Settimana corta: esoneri contributivi per i datori di lavoro
La riduzione dell’orario di lavoro sarebbe, poi, accompagnata da agevolazioni contributive in favore dei datori di lavoro che la favoriscono.
Come si legge nel testo della PdL, nei 36 mesi mesi successivi all’entrata in vigore della legge, i datori di lavoro privati (ad esclusione di quelli del settore agricolo e di lavoro domestico) possono ottenere un esonero contributivo del 30 per cento per ogni rapporto di lavoro dipendente ai quali si applicano i contratti collettivi con la riduzione oraria.
La riduzione verrebbe incrementata al:
- 50 per cento per i datori di lavoro delle piccole e medie imprese;
- 60 per cento per chi impiega lavoratori e lavoratrici per attività particolarmente pesanti e faticose.
Per il finanziamento di tale intervento, la proposta prevede il rifinanziamento del Fondo nuove competenze, ridenominato “Fondo Nuove Competenze, Riduzione dell’orario di lavoro e Nuove forme di prestazione lavorativa”, incrementato di 50 milioni di euro per il 2024 e di 275 milioni di euro per ciascuno degli anni 2025 e 2026.
Inoltre, la proposta prevede l’istituzione di un “Osservatorio nazionale sull’orario di lavoro” con l’obiettivo di monitorare le caratteristiche e gli effetti economici dei CCNL che prevedono riduzioni dell’orario di lavoro, valutare l’efficacia dei sistemi formativi e di riqualificazione professionale adottati e valutare gli investimenti in nuove tecnologie messe in atto dalle imprese che applicano tali contratti.

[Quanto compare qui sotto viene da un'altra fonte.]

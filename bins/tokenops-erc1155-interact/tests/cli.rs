//! Exit status of the `tokenops-erc1155-interact` binary.

use std::process::{Command, Output};

const ENV: &[&str] = &[
    "NETWORK",
    "POLYGON_AMOY_RPC",
    "PRIVATE_KEY",
    "GAS_PRICE",
    "CHAIN_ID",
    "OKLINK_AMOY_API",
    "ERC1155_CONTRACT",
];

fn run(args: &[&str]) -> Output {
    let mut command = Command::new(env!("CARGO_BIN_EXE_tokenops-erc1155-interact"));
    for var in ENV {
        command.env_remove(var);
    }
    command
        .env("RUST_LOG", "warn")
        .args(args)
        .output()
        .unwrap()
}

#[test]
fn test_devnet_run_exits_with_success() {
    let output = run(&["--devnet", "--probe-storage"]);
    assert!(
        output.status.success(),
        "stderr: {}",
        String::from_utf8_lossy(&output.stderr)
    );
}

#[test]
fn test_missing_network_settings_exit_with_failure() {
    let output = run(&["--contract", "0x5FbDB2315678afecb367f032d93F642f64180aa3"]);
    assert_eq!(output.status.code(), Some(1));
}

#[test]
fn test_missing_contract_exits_with_failure() {
    let output = run(&[]);
    assert_eq!(output.status.code(), Some(1));
}
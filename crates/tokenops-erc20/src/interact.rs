//! Fixed demonstration sequence against a deployed `MyERC20Token`.

use alloy::primitives::{Address, U256};
use anyhow::{Context, Result};
use tokenops::storage_probe::{probe_balance, BalanceLayout, ProbeOutcome};
use tokenops::{EventRecord, StepLog, StepRecord, DEFAULT_RECIPIENT};

use crate::bindings::Transfer;
use crate::token::Erc20Token;

/// Assumed slot of the `balances` mapping.
pub const BALANCE_SLOT: u64 = 0;

/// Amounts and options of one interaction run.
#[derive(Debug, Clone)]
pub struct InteractionScript {
    pub recipient: Address,
    pub mint_amount: U256,
    pub transfer_amount: U256,
    pub transfer_from_amount: U256,
    /// Minimum top-up minted to the contract when its inventory cannot
    /// cover `buy`.
    pub fund_amount: U256,
    /// Wei sent with `buy`.
    pub buy_value: U256,
    pub safe_transfer_amount: U256,
    pub safe_mint_amount: U256,
    /// Cross-check `balanceOf` against a raw storage read.
    pub probe_storage: bool,
    /// First block of the `Transfer` history query.
    pub from_block: u64,
}

impl Default for InteractionScript {
    fn default() -> Self {
        Self {
            recipient: DEFAULT_RECIPIENT,
            mint_amount: U256::from(100u64),
            transfer_amount: U256::from(50u64),
            transfer_from_amount: U256::from(50u64),
            fund_amount: U256::from(10u64),
            buy_value: U256::from(10u64),
            safe_transfer_amount: U256::from(10u64),
            safe_mint_amount: U256::from(10u64),
            probe_storage: false,
            from_block: 0,
        }
    }
}

/// What a completed run observed.
#[derive(Debug, Clone)]
pub struct InteractionReport {
    pub steps: Vec<StepRecord>,
    pub caller_balance: U256,
    pub recipient_balance: U256,
    pub contract_balance: U256,
    pub probe: Option<ProbeOutcome>,
    pub transfers: Vec<EventRecord<Transfer>>,
}

/// Runs the sequence with `token`'s caller as the acting account.
pub async fn run(token: &Erc20Token, script: &InteractionScript) -> Result<InteractionReport> {
    let caller = token.caller();
    let recipient = script.recipient;
    let mut steps = StepLog::new();

    tracing::info!(
        target: "tokenops_erc20::interact",
        contract = %token.address(),
        caller = %caller,
        "Attached to MyERC20Token"
    );

    steps
        .run("mint", token.mint(caller, script.mint_amount))
        .await?;
    tracing::info!(target: "tokenops_erc20::interact", "Minted {} tokens to {}", script.mint_amount, caller);

    steps
        .run("transfer", token.transfer(recipient, script.transfer_amount))
        .await?;
    tracing::info!(target: "tokenops_erc20::interact", "Transferred {} tokens to {}", script.transfer_amount, recipient);

    steps
        .run("approve", token.approve(caller, script.transfer_from_amount))
        .await?;
    steps
        .run(
            "transferFrom",
            token.transfer_from(caller, recipient, script.transfer_from_amount),
        )
        .await?;
    tracing::info!(target: "tokenops_erc20::interact", "Transferred {} tokens using transferFrom", script.transfer_from_amount);

    let price = token.price().await.context("price()")?;
    let needed = script
        .buy_value
        .checked_div(price)
        .context("token price is zero")?;
    let inventory = token
        .balance_of(token.address())
        .await
        .context("balanceOf(contract)")?;
    if inventory < needed {
        let amount = script.fund_amount.max(needed - inventory);
        steps
            .run("fundContract", token.fund_contract(amount))
            .await?;
        tracing::info!(target: "tokenops_erc20::interact", "Funded contract with {} tokens", amount);
    } else {
        tracing::info!(target: "tokenops_erc20::interact", inventory = %inventory, "Contract inventory covers the purchase");
    }

    steps.run("buy", token.buy(script.buy_value)).await?;
    tracing::info!(target: "tokenops_erc20::interact", "Bought tokens for {} wei", script.buy_value);

    steps
        .run(
            "safeTransfer",
            token.safe_transfer(recipient, script.safe_transfer_amount),
        )
        .await?;
    tracing::info!(target: "tokenops_erc20::interact", "Safe transferred {} tokens", script.safe_transfer_amount);

    steps
        .run("safeMint", token.safe_mint(caller, script.safe_mint_amount))
        .await?;
    tracing::info!(target: "tokenops_erc20::interact", "Safe minted {} tokens", script.safe_mint_amount);

    let caller_balance = token.balance_of(caller).await.context("balanceOf(caller)")?;
    let recipient_balance = token
        .balance_of(recipient)
        .await
        .context("balanceOf(recipient)")?;
    let contract_balance = token
        .balance_of(token.address())
        .await
        .context("balanceOf(contract)")?;
    tracing::info!(
        target: "tokenops_erc20::interact",
        caller = %caller_balance,
        recipient = %recipient_balance,
        contract = %contract_balance,
        "Balances"
    );

    let probe = if script.probe_storage {
        let outcome = probe_balance(
            token.handle().ledger().as_ref(),
            token.address(),
            caller,
            BalanceLayout::Flat { slot: BALANCE_SLOT },
            caller_balance,
        )
        .await
        .context("storage probe")?;
        Some(outcome)
    } else {
        None
    };

    let transfers = token
        .transfers(script.from_block)
        .await
        .context("Transfer history")?;
    tracing::info!(target: "tokenops_erc20::interact", "Transfer events: {}", transfers.len());
    for record in &transfers {
        tracing::info!(
            target: "tokenops_erc20::interact",
            block = record.block_number.unwrap_or(0),
            "From: {}, To: {}, Amount: {}",
            record.event.from,
            record.event.to,
            record.event.value
        );
    }

    Ok(InteractionReport {
        steps: steps.into_records(),
        caller_balance,
        recipient_balance,
        contract_balance,
        probe,
        transfers,
    })
}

La proposta era stata rinviata lo scorso aprile, come detto, in seguito al parere contrario della Commissione lavoro, espresso dopo il giudizio negativo pervenuto dalla Ragioneria e legato alle coperture economiche. La proposta, tuttavia, torna in Aula senza apparenti modifiche da questo punto di vista. Vedremo se l’esito sarà lo stesso.